■ Aim of the exercise: Could the data underneath be repeated exactly, in full?

■ Provided material:
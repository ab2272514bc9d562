use super::vectorizer::SparseVector;
use crate::catalog::Course;
use std::cmp::Ordering;

#[derive(Copy, Clone, Debug)]
pub struct Matched {
    pub ordinal: usize,
    similarity: f32,
}

impl PartialOrd for Matched {
    fn partial_cmp(&self, other: &Self) -> Option<Ordering> {
        self.similarity.partial_cmp(&other.similarity)
    }
}

impl Ord for Matched {
    fn cmp(&self, other: &Self) -> Ordering {
        self.partial_cmp(other).unwrap_or(Ordering::Equal)
    }
}

impl PartialEq for Matched {
    fn eq(&self, other: &Self) -> bool {
        self.similarity == other.similarity
    }
}

impl Eq for Matched {}

/// Best `top_n` rows for `query`, most similar first.
///
/// Rows are stable sorted ascending by similarity, the last `top_n` are taken and
/// then reversed, so of two rows with the same score the higher ordinal wins.
pub fn match_top_n(query: &SparseVector, matrix: &[SparseVector], top_n: usize) -> Vec<Matched> {
    let mut matched = matrix
        .iter()
        .enumerate()
        .map(|(ordinal, row)| {
            let similarity = cosine_similarity(query, row);
            debug!("ordinal: {}, similarity: {}", ordinal, similarity);
            Matched { ordinal, similarity }
        })
        .collect::<Vec<_>>();

    // stable, equal scores keep ordinal order
    matched.sort();
    let start = matched.len().saturating_sub(top_n);
    let mut top_n = matched.split_off(start);
    top_n.reverse();
    debug!("top_n: {:?}", top_n);

    top_n
}

pub fn recommend(
    query: &SparseVector,
    matrix: &[SparseVector],
    courses: &[Course],
    top_n: usize,
) -> Vec<Course> {
    match_top_n(query, matrix, top_n)
        .into_iter()
        .filter_map(|m| courses.get(m.ordinal).cloned())
        .collect()
}

pub fn cosine_similarity(a: &SparseVector, b: &SparseVector) -> f32 {
    let mag_a = a.magnitude();
    let mag_b = b.magnitude();
    if mag_a == 0.0 || mag_b == 0.0 {
        return 0.0;
    }

    a.dot(b) / (mag_a * mag_b)
}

■ Task response:
repository ab2272514bc9d562
use super::vectorizer::SparseVector;
use crate::catalog::Course;
use std::cmp::Ordering;

#[derive(Copy, Clone, Debug)]
pub struct Matched {
    pub ordinal: usize,
    similarity: f32,
}

impl PartialOrd for Matched {
    fn partial_cmp(&self, other: &Self) -> Option<Ordering> {
        self.similarity.partial_cmp(&other.similarity)
    }
}

impl Ord for Matched {
    fn cmp(&self, other: &Self) -> Ordering {
        self.partial_cmp(other).unwrap_or(Ordering::Equal)
    }
}

impl PartialEq for Matched {
    fn eq(&self, other: &Self) -> bool {
        self.similarity == other.similarity
    }
}

impl Eq for Matched {}

/// Best `top_n` rows for `query`, most similar first.
///
/// Rows are stable sorted ascending by similarity, the last `top_n` are taken and
/// then reversed, so of two rows with the same score the higher ordinal wins.
pub fn match_top_n(query: &SparseVector, matrix: &[SparseVector], top_n: usize) -> Vec<Matched> {
    let mut matched = matrix
        .iter()
        .enumerate()
        .map(|(ordinal, row)| {
            let similarity = cosine_similarity(query, row);
            debug!("ordinal: {}, similarity: {}", ordinal, similarity);
            Matched { ordinal, similarity }
        })
        .collect::<Vec<_>>();

    // stable, equal scores keep ordinal order
    matched.sort();
    let start = matched.len().saturating_sub(top_n);
    let mut top_n = matched.split_off(start);
    top_n.reverse();
    debug!("top_n: {:?}", top_n);

    top_n
}

pub fn recommend(
    query: &SparseVector,
    matrix: &[SparseVector],
    courses: &[Course],
    top_n: usize,
) -> Vec<Course> {
    match_top_n(query, matrix, top_n)
        .into_iter()
        .filter_map(|m| courses.get(m.ordinal).cloned())
        .collect()
}

pub fn cosine_similarity(a: &SparseVector, b: &SparseVector) -> f32 {
    let mag_a = a.magnitude();
    let mag_b = b.magnitude();
    if mag_a == 0.0 || mag_b == 0.0 {
        return 0.0;
    }

    a.dot(b) / (mag_a * mag_b)
}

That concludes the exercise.